Data supplied:

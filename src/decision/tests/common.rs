use crate::decision::domain::{DemandLevel, ListingSnapshot, ViewerContext};
use crate::decision::DecisionEngine;

pub(super) fn engine() -> DecisionEngine {
    DecisionEngine::new()
}

/// Listing with every optional attribute populated at neutral values.
pub(super) fn listing(id: &str, price: f64) -> ListingSnapshot {
    ListingSnapshot {
        title: Some(format!("Apartment {id}")),
        city: Some("Valencia".to_string()),
        rooms: Some(2),
        beds: Some(2),
        market_price: Some(price),
        demand_level: Some(DemandLevel::Medium),
        quality_score: Some(50.0),
        photo_count: Some(3),
        description_length: Some(120),
        ..ListingSnapshot::new(id, price)
    }
}

pub(super) fn bare_listing(id: &str, price: f64) -> ListingSnapshot {
    ListingSnapshot::new(id, price)
}

/// A listing and context that land well inside the `fits` band.
pub(super) fn strong_match() -> (ListingSnapshot, ViewerContext) {
    let listing = ListingSnapshot {
        market_price: Some(1500.0),
        demand_level: Some(DemandLevel::High),
        quality_score: Some(80.0),
        photo_count: Some(12),
        description_length: Some(640),
        ..listing("strong", 1200.0)
    };
    let context = ViewerContext {
        price_min: Some(1000.0),
        price_max: Some(1600.0),
        preferred_cities: vec!["Valencia".to_string()],
        guests: Some(2),
        searched_cities: vec!["Valencia".to_string()],
    };
    (listing, context)
}

pub(super) fn price_grid() -> Vec<f64> {
    (0..=40).map(|step| 500.0 + f64::from(step) * 250.0).collect()
}

pub(super) fn contexts() -> Vec<ViewerContext> {
    vec![
        ViewerContext::default(),
        ViewerContext {
            price_max: Some(3000.0),
            ..ViewerContext::default()
        },
        ViewerContext {
            price_min: Some(1000.0),
            price_max: Some(6000.0),
            preferred_cities: vec!["valencia".to_string()],
            guests: Some(3),
            searched_cities: vec!["Madrid".to_string()],
        },
    ]
}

What you should do:
Output every record above, exactly as written.

Completed exercise:
filename src/decision/tests/common.rs
use crate::decision::domain::{DemandLevel, ListingSnapshot, ViewerContext};
use crate::decision::DecisionEngine;

pub(super) fn engine() -> DecisionEngine {
    DecisionEngine::new()
}

/// Listing with every optional attribute populated at neutral values.
pub(super) fn listing(id: &str, price: f64) -> ListingSnapshot {
    ListingSnapshot {
        title: Some(format!("Apartment {id}")),
        city: Some("Valencia".to_string()),
        rooms: Some(2),
        beds: Some(2),
        market_price: Some(price),
        demand_level: Some(DemandLevel::Medium),
        quality_score: Some(50.0),
        photo_count: Some(3),
        description_length: Some(120),
        ..ListingSnapshot::new(id, price)
    }
}

pub(super) fn bare_listing(id: &str, price: f64) -> ListingSnapshot {
    ListingSnapshot::new(id, price)
}

/// A listing and context that land well inside the `fits` band.
pub(super) fn strong_match() -> (ListingSnapshot, ViewerContext) {
    let listing = ListingSnapshot {
        market_price: Some(1500.0),
        demand_level: Some(DemandLevel::High),
        quality_score: Some(80.0),
        photo_count: Some(12),
        description_length: Some(640),
        ..listing("strong", 1200.0)
    };
    let context = ViewerContext {
        price_min: Some(1000.0),
        price_max: Some(1600.0),
        preferred_cities: vec!["Valencia".to_string()],
        guests: Some(2),
        searched_cities: vec!["Valencia".to_string()],
    };
    (listing, context)
}

pub(super) fn price_grid() -> Vec<f64> {
    (0..=40).map(|step| 500.0 + f64::from(step) * 250.0).collect()
}

pub(super) fn contexts() -> Vec<ViewerContext> {
    vec![
        ViewerContext::default(),
        ViewerContext {
            price_max: Some(3000.0),
            ..ViewerContext::default()
        },
        ViewerContext {
            price_min: Some(1000.0),
            price_max: Some(6000.0),
            preferred_cities: vec!["valencia".to_string()],
            guests: Some(3),
            searched_cities: vec!["Madrid".to_string()],
        },
    ]
}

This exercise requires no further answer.